This is a common disease in middle aged and older cats. It is technically known as hyperthyroidism.
The two thyroid glands are oval shaped and lie one on each side of the trachea (windpipe) on the underside of the neck. They produce thyroxin (thyroid hormone), which controls the speed of the cat’s metabolism.
In hyperthyroidism the thyroid glands are benignly (not cancerously) enlarged and produce excessive amounts of thyroid hormone. The enlarged glands can often be felt and are called goitres.
Hyperthyroidism is a common condition of middle aged and elderly cats. Due to excessive stimulation of the heart hyperthyroidism can eventually cause heart failure.
- Increased thirst.
- Increased hunger.
- Weight loss.
- Poor coat condition.
- Increased yowling and feisty behaviour.
- Over-activity – an old cat will often seem much more active, stressed and anxious than normal. Occasionally cats will be lethargic and very inactive instead.
Please Note: Not all hyperthyroid cats will show all these signs.

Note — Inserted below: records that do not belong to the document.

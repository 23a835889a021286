//! Cached queries over one collection.
//!
//! A [`CollectionQuery`] is bound to a `(project, slug, locale)` triple when
//! it is created. The locale is copied in, so changing the client's locale
//! afterwards does not affect queries already handed out.
//!
//! Every query follows the same order: cache read, then on a miss a fetch of
//! the collection, then a cache write. Empty lookups are cached too, with the
//! short "null" TTL, so missing content is not refetched on every call.

use crate::asset::AssetManager;
use crate::cache::Cache;
use crate::error::Result;
use crate::fetch::{endpoints, fetch_as, Fetcher};
use crate::item::{CollectionItem, ContentItem};
use crate::key::{CollectionQueryKind, KeyComponents};
use crate::result::{CollectionResult, Payload};
use crate::validate;
use serde::Serialize;
use std::marker::PhantomData;
use std::sync::Arc;
use std::time::Duration;

/// Options for [`CollectionQuery::many`].
#[derive(Clone, Copy, Debug, Default, PartialEq, Eq)]
pub struct QueryOptions {
    /// Maximum number of items returned. Applied after fetching the whole
    /// collection; `0` means no limit.
    pub limit: Option<usize>,
}

impl QueryOptions {
    pub fn new() -> Self {
        Self::default()
    }

    pub fn with_limit(mut self, limit: usize) -> Self {
        self.limit = Some(limit);
        self
    }
}

/// Summary of a collection in one locale.
#[derive(Clone, Debug, PartialEq, Eq, Serialize)]
pub struct CollectionInfo {
    pub slug: String,
    pub item_count: usize,
    pub locale: String,
}

/// Queries over one collection in one locale.
pub struct CollectionQuery<T: ContentItem = CollectionItem> {
    project_id: String,
    slug: String,
    locale: String,
    cache: Arc<Cache>,
    fetcher: Arc<dyn Fetcher>,
    assets: Arc<AssetManager>,
    null_ttl: Duration,
    _item: PhantomData<fn() -> T>,
}

impl<T: ContentItem> CollectionQuery<T> {
    pub(crate) fn new(
        project_id: &str,
        slug: &str,
        locale: &str,
        cache: Arc<Cache>,
        fetcher: Arc<dyn Fetcher>,
        assets: Arc<AssetManager>,
        null_ttl: Duration,
    ) -> Self {
        CollectionQuery {
            project_id: project_id.to_string(),
            slug: slug.to_string(),
            locale: locale.to_string(),
            cache,
            fetcher,
            assets,
            null_ttl,
            _item: PhantomData,
        }
    }

    pub fn slug(&self) -> &str {
        &self.slug
    }

    /// Locale captured when this query was created.
    pub fn locale(&self) -> &str {
        &self.locale
    }

    fn components(&self, kind: CollectionQueryKind) -> KeyComponents {
        KeyComponents::collection(&self.project_id, &self.slug, kind).with_locale(&self.locale)
    }

    fn wrap(&self, payload: Payload<T>) -> CollectionResult<T> {
        CollectionResult::new(payload, Arc::clone(&self.assets))
    }

    async fn fetch_items(&self) -> Result<Vec<T>> {
        let path = endpoints::collection_items(&self.project_id, &self.slug, &self.locale);
        let items: Vec<T> = fetch_as(self.fetcher.as_ref(), &path).await?;
        debug!(
            "✓ Fetched {} items from {} ({})",
            items.len(),
            self.slug,
            self.locale
        );
        Ok(items)
    }

    /// Cache an optional item; `None` is kept only for the null TTL.
    fn store_optional(&self, key: &str, item: &Option<T>) {
        let ttl = item.is_none().then_some(self.null_ttl);
        self.cache.set(key, item, ttl);
    }

    /// The first item of the collection, or an empty result.
    ///
    /// # Errors
    /// Transport and decoding errors from the listing fetch.
    pub async fn first(&self) -> Result<CollectionResult<T>> {
        let key = self.cache.generate_key(&self.components(CollectionQueryKind::First))?;

        if let Some(cached) = self.cache.get::<Option<T>>(&key) {
            debug!("✓ Cache hit for {}", key);
            return Ok(self.wrap(cached.into()));
        }

        let first = self.fetch_items().await?.into_iter().next();
        self.store_optional(&key, &first);
        Ok(self.wrap(first.into()))
    }

    /// Up to `options.limit` items of the collection.
    ///
    /// The whole collection is always fetched; the limit is applied locally
    /// and is part of the cache key, so different limits are cached apart.
    ///
    /// # Errors
    /// Transport and decoding errors from the listing fetch.
    pub async fn many(&self, options: &QueryOptions) -> Result<CollectionResult<T>> {
        self.list(CollectionQueryKind::Many, options).await
    }

    /// Every item of the collection.
    ///
    /// # Errors
    /// Transport and decoding errors from the listing fetch.
    pub async fn all(&self) -> Result<CollectionResult<T>> {
        self.list(CollectionQueryKind::All, &QueryOptions::default())
            .await
    }

    async fn list(
        &self,
        kind: CollectionQueryKind,
        options: &QueryOptions,
    ) -> Result<CollectionResult<T>> {
        let mut components = self.components(kind);
        if let Some(limit) = options.limit {
            components = components.with_param("limit", limit);
        }
        let key = self.cache.generate_key(&components)?;

        if let Some(cached) = self.cache.get::<Vec<T>>(&key) {
            debug!("✓ Cache hit for {}", key);
            return Ok(self.wrap(Payload::Many(cached)));
        }

        let mut items = self.fetch_items().await?;
        if let Some(limit) = options.limit.filter(|l| *l > 0) {
            items.truncate(limit);
        }

        let ttl = items.is_empty().then_some(self.null_ttl);
        self.cache.set(&key, &items, ttl);
        Ok(self.wrap(Payload::Many(items)))
    }

    /// One item by id.
    ///
    /// A 404 from the API is not an error: the miss is cached for the null
    /// TTL and an empty result is returned.
    ///
    /// # Errors
    /// `Error::InvalidArgument` for a malformed id; any transport error other
    /// than 404.
    pub async fn item(&self, id: &str) -> Result<CollectionResult<T>> {
        validate::item_id(id)?;
        let key = self.cache.generate_key(
            &self
                .components(CollectionQueryKind::Item)
                .with_item_id(id),
        )?;

        if let Some(cached) = self.cache.get::<Option<T>>(&key) {
            debug!("✓ Cache hit for {}", key);
            return Ok(self.wrap(cached.into()));
        }

        let path = endpoints::collection_item(&self.project_id, &self.slug, id, &self.locale);
        let item = match fetch_as::<T>(self.fetcher.as_ref(), &path).await {
            Ok(item) => Some(item),
            Err(e) if e.is_not_found() => {
                debug!("Item {} not found in {}, caching miss", id, self.slug);
                None
            }
            Err(e) => return Err(e),
        };

        self.store_optional(&key, &item);
        Ok(self.wrap(item.into()))
    }

    /// Remove the base cache entries of every query kind for this collection
    /// and locale. Entries for specific limits or item ids are left to
    /// expire.
    pub fn clear_cache(&self) {
        for kind in CollectionQueryKind::ALL {
            match self.cache.generate_key(&self.components(kind)) {
                Ok(key) => self.cache.remove(&key),
                Err(e) => warn!("⚠ Skipping cache clear for {}: {}", self.slug, e),
            }
        }
        debug!("✓ Cleared cache for {} ({})", self.slug, self.locale);
    }

    /// Fetch the collection (bypassing the cache) and summarize it.
    ///
    /// # Errors
    /// Transport and decoding errors from the listing fetch.
    pub async fn collection_info(&self) -> Result<CollectionInfo> {
        let items = self.fetch_items().await?;
        Ok(CollectionInfo {
            slug: self.slug.clone(),
            item_count: items.len(),
            locale: self.locale.clone(),
        })
    }
}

If your cat shows any of the signs mentioned above, a veterinary examination is advised. Most hyperthyroid cats will have very fast heart rates (over 240 beats per minute), often associated with a heart murmur (sound of the blood flowing in a turbulent instead of smooth way through the heart). In order to confirm the diagnosis blood tests will be done:
- to rule out other common causes of increased thirst and weight loss – kidney failure, diabetes and bowel problems.

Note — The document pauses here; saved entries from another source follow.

//! Uniform wrapper over "nothing", one item, or a list of items.
//!
//! Queries return a [`CollectionResult`] regardless of shape so callers can
//! read fields, resolve assets and iterate without checking which query
//! produced it.

use crate::asset::{AssetData, AssetManager, AssetOptions};
use crate::error::Result;
use crate::item::{CollectionItem, ContentItem};
use futures::future::try_join_all;
use serde::{Serialize, Serializer};
use serde_json::Value;
use std::sync::Arc;

/// Shape of a query result.
#[derive(Clone, Debug, PartialEq)]
pub enum Payload<T> {
    Empty,
    Single(T),
    Many(Vec<T>),
}

impl<T> Payload<T> {
    fn as_slice(&self) -> &[T] {
        match self {
            Payload::Empty => &[],
            Payload::Single(item) => std::slice::from_ref(item),
            Payload::Many(items) => items,
        }
    }
}

impl<T> From<Option<T>> for Payload<T> {
    fn from(item: Option<T>) -> Self {
        item.map_or(Payload::Empty, Payload::Single)
    }
}

/// Field values read from a result. Absent and `null` fields are `None`.
#[derive(Clone, Debug, PartialEq)]
pub enum FieldValues<'a> {
    Single(Option<&'a Value>),
    Many(Vec<Option<&'a Value>>),
}

impl<'a> FieldValues<'a> {
    /// The value of a single-shaped read.
    pub fn single(&self) -> Option<&'a Value> {
        match self {
            FieldValues::Single(value) => *value,
            FieldValues::Many(_) => None,
        }
    }

    /// The values of a list-shaped read; a single read yields zero or one.
    pub fn to_vec(&self) -> Vec<Option<&'a Value>> {
        match self {
            FieldValues::Single(None) => Vec::new(),
            FieldValues::Single(value) => vec![*value],
            FieldValues::Many(values) => values.clone(),
        }
    }
}

/// Asset URLs resolved from a field.
#[derive(Clone, Debug, PartialEq, Eq)]
pub enum AssetUrls {
    Single(Option<String>),
    Many(Vec<String>),
}

impl AssetUrls {
    pub fn single(&self) -> Option<&str> {
        match self {
            AssetUrls::Single(url) => url.as_deref(),
            AssetUrls::Many(_) => None,
        }
    }

    pub fn into_vec(self) -> Vec<String> {
        match self {
            AssetUrls::Single(url) => url.into_iter().collect(),
            AssetUrls::Many(urls) => urls,
        }
    }
}

/// Assets downloaded from a field.
#[derive(Clone, Debug, PartialEq, Eq)]
pub enum AssetDownloads {
    Single(Option<AssetData>),
    Many(Vec<AssetData>),
}

impl AssetDownloads {
    pub fn into_vec(self) -> Vec<AssetData> {
        match self {
            AssetDownloads::Single(asset) => asset.into_iter().collect(),
            AssetDownloads::Many(assets) => assets,
        }
    }
}

/// An asset reference is either a bare id or an object carrying an `id`.
fn asset_ref(value: &Value) -> Option<&str> {
    match value {
        Value::String(id) => Some(id),
        Value::Object(map) => map.get("id").and_then(Value::as_str),
        _ => None,
    }
}

/// Asset ids held by one field value, one level of arrays flattened.
fn asset_refs(value: &Value) -> Vec<&str> {
    match value {
        Value::Array(values) => values.iter().filter_map(asset_ref).collect(),
        other => asset_ref(other).into_iter().collect(),
    }
}

/// Result of a collection query.
///
/// Serializes as exactly the wrapped value: `null`, the item, or the list.
pub struct CollectionResult<T: ContentItem = CollectionItem> {
    payload: Payload<T>,
    assets: Arc<AssetManager>,
}

impl<T: ContentItem> CollectionResult<T> {
    pub(crate) fn new(payload: Payload<T>, assets: Arc<AssetManager>) -> Self {
        CollectionResult { payload, assets }
    }

    pub fn payload(&self) -> &Payload<T> {
        &self.payload
    }

    pub fn into_payload(self) -> Payload<T> {
        self.payload
    }

    pub fn is_empty(&self) -> bool {
        self.count() == 0
    }

    pub fn is_single(&self) -> bool {
        matches!(self.payload, Payload::Single(_))
    }

    pub fn is_array(&self) -> bool {
        matches!(self.payload, Payload::Many(_))
    }

    pub fn count(&self) -> usize {
        self.as_slice().len()
    }

    /// The items as a slice: empty, one item, or the list.
    pub fn as_slice(&self) -> &[T] {
        self.payload.as_slice()
    }

    pub fn iter(&self) -> std::slice::Iter<'_, T> {
        self.as_slice().iter()
    }

    pub fn to_vec(&self) -> Vec<T> {
        self.as_slice().to_vec()
    }

    pub fn ids(&self) -> Vec<&str> {
        self.iter().map(ContentItem::id).collect()
    }

    /// Read field `name` of each item.
    ///
    /// An empty result reads as `Single(None)`; lists yield one entry per
    /// item with `None` where the field is missing.
    pub fn field(&self, name: &str) -> FieldValues<'_> {
        match &self.payload {
            Payload::Empty => FieldValues::Single(None),
            Payload::Single(item) => FieldValues::Single(item.field(name)),
            Payload::Many(items) => {
                FieldValues::Many(items.iter().map(|item| item.field(name)).collect())
            }
        }
    }

    /// Asset ids referenced by field `name`, and whether the read is
    /// list-shaped.
    fn field_asset_refs(&self, name: &str) -> (Vec<&str>, bool) {
        match &self.payload {
            Payload::Empty => (Vec::new(), false),
            Payload::Single(item) => match item.field(name) {
                Some(value) => (asset_refs(value), value.is_array()),
                None => (Vec::new(), false),
            },
            Payload::Many(items) => (
                items
                    .iter()
                    .filter_map(|item| item.field(name))
                    .flat_map(asset_refs)
                    .collect(),
                true,
            ),
        }
    }

    /// Build asset URLs for the ids held in field `name`.
    ///
    /// A single item with a scalar field yields `Single`; lists (and
    /// array-valued fields such as galleries) yield `Many` with one level of
    /// nesting flattened and missing values dropped. No network access.
    ///
    /// # Errors
    /// `Error::InvalidArgument` when a referenced id or a transform
    /// dimension is invalid.
    pub fn asset_url(&self, field: &str, options: &AssetOptions) -> Result<AssetUrls> {
        let (ids, many) = self.field_asset_refs(field);
        let urls = ids
            .into_iter()
            .map(|id| self.assets.build_asset_url(id, options))
            .collect::<Result<Vec<_>>>()?;

        Ok(if many {
            AssetUrls::Many(urls)
        } else {
            AssetUrls::Single(urls.into_iter().next())
        })
    }

    /// Download the assets held in field `name`, shaped like
    /// [`asset_url`](Self::asset_url). List downloads run concurrently.
    ///
    /// # Errors
    /// The first download error encountered.
    pub async fn download_asset(
        &self,
        field: &str,
        options: &AssetOptions,
    ) -> Result<AssetDownloads> {
        let (ids, many) = self.field_asset_refs(field);
        let assets = &self.assets;
        let downloads =
            try_join_all(ids.into_iter().map(|id| assets.download_asset(id, options))).await?;

        Ok(if many {
            AssetDownloads::Many(downloads)
        } else {
            AssetDownloads::Single(downloads.into_iter().next())
        })
    }

    /// Transform every item into a plain `Vec`, one entry per item. Unlike
    /// [`filter`](Self::filter) this does not return a `CollectionResult`.
    pub fn map<U, F: FnMut(&T) -> U>(&self, f: F) -> Vec<U> {
        self.iter().map(f).collect()
    }

    /// Keep matching items. Always list-shaped, even for zero or one match.
    pub fn filter<P: FnMut(&T) -> bool>(&self, mut predicate: P) -> CollectionResult<T> {
        let items = self.iter().filter(|item| predicate(*item)).cloned().collect();
        CollectionResult::new(Payload::Many(items), Arc::clone(&self.assets))
    }

    pub fn find<P: FnMut(&T) -> bool>(&self, mut predicate: P) -> Option<&T> {
        self.iter().find(|item| predicate(*item))
    }

    pub fn first(&self) -> Option<&T> {
        self.as_slice().first()
    }

    pub fn last(&self) -> Option<&T> {
        self.as_slice().last()
    }
}

impl<T: ContentItem> Clone for CollectionResult<T> {
    fn clone(&self) -> Self {
        CollectionResult::new(self.payload.clone(), Arc::clone(&self.assets))
    }
}

impl<T: ContentItem + std::fmt::Debug> std::fmt::Debug for CollectionResult<T> {
    fn fmt(&self, f: &mut std::fmt::Formatter<'_>) -> std::fmt::Result {
        f.debug_tuple("CollectionResult").field(&self.payload).finish()
    }
}

impl<'a, T: ContentItem> IntoIterator for &'a CollectionResult<T> {
    type Item = &'a T;
    type IntoIter = std::slice::Iter<'a, T>;

    fn into_iter(self) -> Self::IntoIter {
        self.iter()
    }
}

impl<T: ContentItem> Serialize for CollectionResult<T> {
    fn serialize<S: Serializer>(&self, serializer: S) -> std::result::Result<S::Ok, S::Error> {
        match &self.payload {
            Payload::Empty => serializer.serialize_none(),
            Payload::Single(item) => item.serialize(serializer),
            Payload::Many(items) => items.serialize(serializer),
        }
    }
}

- to measure liver enzymes (signs of liver damage) which are often increased in hyperthyroid cats.
- to measure the level of thyroid hormone, which is increased in hyperthyroid cats. Occasionally the level of thyroid hormone will be normal even though your cat is hyperthyroid, so repeat or other tests may be advised if the vet is still suspicious after negative results.
Cats can be referred for special scans to locate abnormal thyroid tissue.

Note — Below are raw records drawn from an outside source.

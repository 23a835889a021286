//! Asset URL synthesis and cached binary downloads.
//!
//! Assets are locale-independent: neither their URLs nor their cache keys
//! vary with the client's locale. Downloads are cached like any other value,
//! but because cache entries are text, binary payloads are base64 encoded on
//! the way in and decoded on the way out. That transcoding lives here; the
//! [`Cache`] never knows it is holding binary data.

use crate::cache::Cache;
use crate::error::{Error, Result};
use crate::fetch::{endpoints, http_error, BinaryResponse, Fetcher};
use crate::key::{AssetQueryKind, KeyComponents};
use crate::validate;
use base64::engine::general_purpose::STANDARD as BASE64;
use base64::Engine;
use reqwest::Url;
use serde::{Deserialize, Serialize};
use std::sync::Arc;
use std::time::Duration;

/// Content type assumed when the response does not declare one.
const DEFAULT_CONTENT_TYPE: &str = "application/octet-stream";

/// Transform and caching options for one asset request.
#[derive(Clone, Debug, Default, PartialEq)]
pub struct AssetOptions {
    /// Named server-side variant (e.g. `thumbnail`).
    pub variant: Option<String>,
    /// Target width in pixels; must be positive.
    pub width: Option<u32>,
    /// Target height in pixels; must be positive.
    pub height: Option<u32>,
    /// Read and write the download cache. Defaults to `true`.
    pub use_cache: Option<bool>,
    /// Lifetime of the cached download, overriding the cache default.
    pub cache_ttl: Option<Duration>,
}

impl AssetOptions {
    pub fn new() -> Self {
        Self::default()
    }

    pub fn with_variant(mut self, variant: &str) -> Self {
        self.variant = Some(variant.to_string());
        self
    }

    pub fn with_width(mut self, width: u32) -> Self {
        self.width = Some(width);
        self
    }

    pub fn with_height(mut self, height: u32) -> Self {
        self.height = Some(height);
        self
    }

    pub fn with_cache(mut self, use_cache: bool) -> Self {
        self.use_cache = Some(use_cache);
        self
    }

    pub fn with_cache_ttl(mut self, ttl: Duration) -> Self {
        self.cache_ttl = Some(ttl);
        self
    }

    fn validate(&self) -> Result<()> {
        validate::dimension("width", self.width)?;
        validate::dimension("height", self.height)
    }

    /// Transform query parameters, always in `variant`, `width`, `height` order.
    pub fn query(&self) -> Vec<(String, String)> {
        let mut query = Vec::new();
        if let Some(variant) = &self.variant {
            query.push(("variant".to_string(), variant.clone()));
        }
        if let Some(width) = self.width {
            query.push(("width".to_string(), width.to_string()));
        }
        if let Some(height) = self.height {
            query.push(("height".to_string(), height.to_string()));
        }
        query
    }
}

/// A downloaded asset. Owned by the caller.
#[derive(Clone, Debug, PartialEq, Eq)]
pub struct AssetData {
    pub bytes: Vec<u8>,
    pub content_type: String,
    pub content_length: u64,
    pub file_name: Option<String>,
    pub asset_id: String,
}

impl AssetData {
    fn from_response(asset_id: &str, resp: BinaryResponse) -> Self {
        let content_type = resp
            .header("content-type")
            .unwrap_or(DEFAULT_CONTENT_TYPE)
            .to_string();
        let content_length = resp
            .header("content-length")
            .and_then(|v| v.trim().parse::<u64>().ok())
            .filter(|len| *len > 0)
            .unwrap_or(resp.body.len() as u64);
        let file_name = resp.header("content-disposition").and_then(parse_file_name);

        AssetData {
            bytes: resp.body,
            content_type,
            content_length,
            file_name,
            asset_id: asset_id.to_string(),
        }
    }
}

/// Cached, text-safe form of [`AssetData`].
#[derive(Serialize, Deserialize)]
struct StoredAsset {
    data: String,
    content_type: String,
    content_length: u64,
    #[serde(default)]
    file_name: Option<String>,
    asset_id: String,
}

impl StoredAsset {
    fn encode(asset: &AssetData) -> Self {
        StoredAsset {
            data: BASE64.encode(&asset.bytes),
            content_type: asset.content_type.clone(),
            content_length: asset.content_length,
            file_name: asset.file_name.clone(),
            asset_id: asset.asset_id.clone(),
        }
    }

    fn decode(self) -> Option<AssetData> {
        let bytes = BASE64.decode(self.data.as_bytes()).ok()?;
        Some(AssetData {
            bytes,
            content_type: self.content_type,
            content_length: self.content_length,
            file_name: self.file_name,
            asset_id: self.asset_id,
        })
    }
}

/// Pull the file name out of a `Content-Disposition` header.
fn parse_file_name(disposition: &str) -> Option<String> {
    disposition
        .split(';')
        .filter_map(|part| part.split_once('='))
        .find(|(name, _)| name.trim().eq_ignore_ascii_case("filename"))
        .map(|(_, value)| value.trim().trim_matches('"').to_string())
        .filter(|name| !name.is_empty())
}

/// Builds asset URLs and downloads asset payloads through the shared cache.
pub struct AssetManager {
    project_id: String,
    base_url: String,
    cache: Arc<Cache>,
    fetcher: Arc<dyn Fetcher>,
}

impl AssetManager {
    pub fn new(
        project_id: &str,
        base_url: &str,
        cache: Arc<Cache>,
        fetcher: Arc<dyn Fetcher>,
    ) -> Self {
        AssetManager {
            project_id: project_id.to_string(),
            base_url: base_url.trim_end_matches('/').to_string(),
            cache,
            fetcher,
        }
    }

    /// Deterministic download URL for `asset_id`. No network access.
    ///
    /// # Errors
    /// `Error::InvalidArgument` for a malformed asset id or a zero dimension;
    /// `Error::ConfigError` when the base URL does not form a valid URL.
    pub fn build_asset_url(&self, asset_id: &str, options: &AssetOptions) -> Result<String> {
        validate::asset_id(asset_id)?;
        options.validate()?;

        let raw = format!(
            "{}/{}",
            self.base_url,
            endpoints::asset(&self.project_id, asset_id)
        );
        let mut url = Url::parse(&raw)
            .map_err(|e| Error::ConfigError(format!("invalid asset URL {}: {}", raw, e)))?;

        let query = options.query();
        if !query.is_empty() {
            url.query_pairs_mut().extend_pairs(&query);
        }
        Ok(url.into())
    }

    /// Download `asset_id`, serving it from the cache when possible.
    ///
    /// # Errors
    /// Validation errors as for [`build_asset_url`](Self::build_asset_url);
    /// `Error::Http` for non-2xx responses (message taken from a JSON
    /// `message`/`detail` field, else the body text, else the status line);
    /// transport errors unchanged.
    pub async fn download_asset(&self, asset_id: &str, options: &AssetOptions) -> Result<AssetData> {
        validate::asset_id(asset_id)?;
        options.validate()?;

        let mut components =
            KeyComponents::asset(&self.project_id, AssetQueryKind::AssetDownload, asset_id);
        for (name, value) in options.query() {
            components = components.with_param(&name, value);
        }
        let key = self.cache.generate_key(&components)?;
        let use_cache = options.use_cache.unwrap_or(true);

        if use_cache {
            if let Some(stored) = self.cache.get::<StoredAsset>(&key) {
                match stored.decode() {
                    Some(asset) => {
                        debug!("✓ Asset {} served from cache", asset_id);
                        return Ok(asset);
                    }
                    None => {
                        warn!("⚠ Cached asset {} failed to decode, refetching", asset_id);
                        self.cache.remove(&key);
                    }
                }
            }
        }

        let path = endpoints::asset(&self.project_id, asset_id);
        let resp = self.fetcher.get_binary(&path, &options.query()).await?;
        if !resp.is_success() {
            return Err(http_error(resp.status, &resp.body, true));
        }

        let asset = AssetData::from_response(asset_id, resp);
        debug!(
            "✓ Asset {} downloaded ({} bytes, {})",
            asset_id, asset.content_length, asset.content_type
        );

        if use_cache {
            self.cache
                .set(&key, &StoredAsset::encode(&asset), options.cache_ttl);
        }
        Ok(asset)
    }

    /// Remove every cached asset download of this project.
    pub fn clear_asset_cache(&self) {
        let prefix = self.cache.key_builder().asset_prefix(&self.project_id);
        let removed = self.cache.remove_prefix(&prefix);
        debug!("✓ Cleared {} cached assets", removed);
    }
}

Most hyperthyroid cats are treated with tablets, given once or twice a day for life. The tablets are a type of chemotherapy, which decrease the amount of thyroid hormone produced so that metabolism slows to the correct level. The tablets do not usually have any side effects but occasionally can cause vomiting or itchiness. The tablets should be given whole (not crushed). Pregnant women should wear gloves to handle the tablets and all women of child bearing age should wear gloves to deal with the faeces or vomit of cats on the medication.
If your cat is put on treatment he or she will need to be re-examined by the vet after 2-3 weeks. If the tablets are working your cat will usually have put on weight, have a slower heart rate, and may also be less active and calmer than before, with a decreased appetite and decreased thirst. Blood tests for the level of thyroid hormone will be repeated. If the level is low enough the dose of tablets may be reduced, but treatment is for life. Once the condition is under control you will be asked to bring your cat back for reassessment by the vet every 3-6 months and you will be able to request repeat medication between appointments.
We usually do blood tests to check for kidney failure as well. Once hyperthyroidism is under control and metabolism and blood flow are back to normal, a hidden kidney problem can be unmasked.
If it is difficult to give your cat tablets or if your cat is relatively young, surgery can be done to remove the enlarged thyroid gland or glands.
Ideally the hyperthyroidism should be under control with medication prior to surgery, to reduce the risk of heart problems under the general anaesthetic. Recovery is usually straightforward.
The tiny glands that produce hormones to control calcium levels are located one at each end of each thyroid gland, so there is a potential risk that these glands could be inadvertently damaged or removed with the thyroids. If both thyroids are removed there is therefore a small risk that your cat’s blood calcium level may fall dangerously low within 4-6 days of the operation. You will be given advice about what to look for and your cat may have monitoring blood tests. If calcium levels do fall they can be restored with medication, which may need to be for life.
Occasionally hyperthyroidism reoccurs in a cat which has had surgery. If one thyroid was removed, it is possible for the other to become affected at a later date. If both thyroids have been removed, some cats have extra thyroid tissue, somewhere else in the body, that becomes affected. If hyperthyroidism reoccurs, depending on the reason, treatment may be tablets, removal of the second thyroid or possibly referral to an outside veterinary institution for treatment with radioactive iodine to destroy extra thyroid tissue.
A special ultralow iodine prescription diet is available and is a potential alternative treatment to tablets or surgery.
Hyperthyroidism is a common, treatable condition of middle and old aged cats, which is diagnosed by blood tests.